#### Data entries:
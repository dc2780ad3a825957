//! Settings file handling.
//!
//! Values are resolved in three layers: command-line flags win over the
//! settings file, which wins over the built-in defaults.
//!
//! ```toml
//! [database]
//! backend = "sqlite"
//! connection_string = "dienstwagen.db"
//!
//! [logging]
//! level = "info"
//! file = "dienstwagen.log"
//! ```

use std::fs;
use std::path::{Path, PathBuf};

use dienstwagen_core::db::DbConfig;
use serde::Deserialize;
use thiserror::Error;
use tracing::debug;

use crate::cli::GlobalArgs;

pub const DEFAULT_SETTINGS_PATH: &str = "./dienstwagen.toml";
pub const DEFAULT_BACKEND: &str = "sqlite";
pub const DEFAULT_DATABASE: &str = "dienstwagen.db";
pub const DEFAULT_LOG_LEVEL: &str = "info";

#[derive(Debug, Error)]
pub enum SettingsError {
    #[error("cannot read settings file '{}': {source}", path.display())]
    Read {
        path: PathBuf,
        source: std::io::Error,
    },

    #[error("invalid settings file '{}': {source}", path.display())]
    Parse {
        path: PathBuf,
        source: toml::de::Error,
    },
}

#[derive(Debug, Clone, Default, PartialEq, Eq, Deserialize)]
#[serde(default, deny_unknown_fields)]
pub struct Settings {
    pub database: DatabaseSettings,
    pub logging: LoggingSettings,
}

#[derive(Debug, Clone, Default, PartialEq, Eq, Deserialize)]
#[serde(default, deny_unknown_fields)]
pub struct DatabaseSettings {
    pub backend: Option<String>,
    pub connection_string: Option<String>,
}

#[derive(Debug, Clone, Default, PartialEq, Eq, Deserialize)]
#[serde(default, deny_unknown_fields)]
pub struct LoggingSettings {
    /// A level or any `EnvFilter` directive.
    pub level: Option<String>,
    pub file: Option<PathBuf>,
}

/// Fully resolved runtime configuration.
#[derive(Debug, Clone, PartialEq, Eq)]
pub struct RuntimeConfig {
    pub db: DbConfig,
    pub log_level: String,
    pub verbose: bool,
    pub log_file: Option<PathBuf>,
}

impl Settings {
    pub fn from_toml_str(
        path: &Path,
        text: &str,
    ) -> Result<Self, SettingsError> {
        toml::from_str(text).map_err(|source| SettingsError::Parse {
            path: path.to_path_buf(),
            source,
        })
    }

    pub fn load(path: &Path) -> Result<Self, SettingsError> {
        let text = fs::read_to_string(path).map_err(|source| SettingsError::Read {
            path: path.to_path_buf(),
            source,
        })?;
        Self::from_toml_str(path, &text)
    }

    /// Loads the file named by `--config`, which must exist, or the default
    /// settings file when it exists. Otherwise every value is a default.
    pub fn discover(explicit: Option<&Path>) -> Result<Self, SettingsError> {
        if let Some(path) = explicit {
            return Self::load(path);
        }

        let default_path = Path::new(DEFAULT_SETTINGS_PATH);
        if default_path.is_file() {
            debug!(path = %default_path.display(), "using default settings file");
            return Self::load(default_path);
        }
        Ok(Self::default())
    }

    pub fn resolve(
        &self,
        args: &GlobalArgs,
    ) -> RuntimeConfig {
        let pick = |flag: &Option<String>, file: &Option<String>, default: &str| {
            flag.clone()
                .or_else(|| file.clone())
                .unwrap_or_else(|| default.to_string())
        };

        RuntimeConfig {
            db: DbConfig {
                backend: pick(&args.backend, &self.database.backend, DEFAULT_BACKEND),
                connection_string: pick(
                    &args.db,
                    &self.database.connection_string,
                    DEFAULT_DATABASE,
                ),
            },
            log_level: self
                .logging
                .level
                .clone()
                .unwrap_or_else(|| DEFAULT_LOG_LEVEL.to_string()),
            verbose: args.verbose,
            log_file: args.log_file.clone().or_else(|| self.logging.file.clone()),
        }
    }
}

#### WHAT IS NEEDED:
Go line by line through the data above and report each one that holds the string "display".

#### ANSWER AREA:
    #[error("cannot read settings file '{}': {source}", path.display())]
    #[error("invalid settings file '{}': {source}", path.display())]
            debug!(path = %default_path.display(), "using default settings file");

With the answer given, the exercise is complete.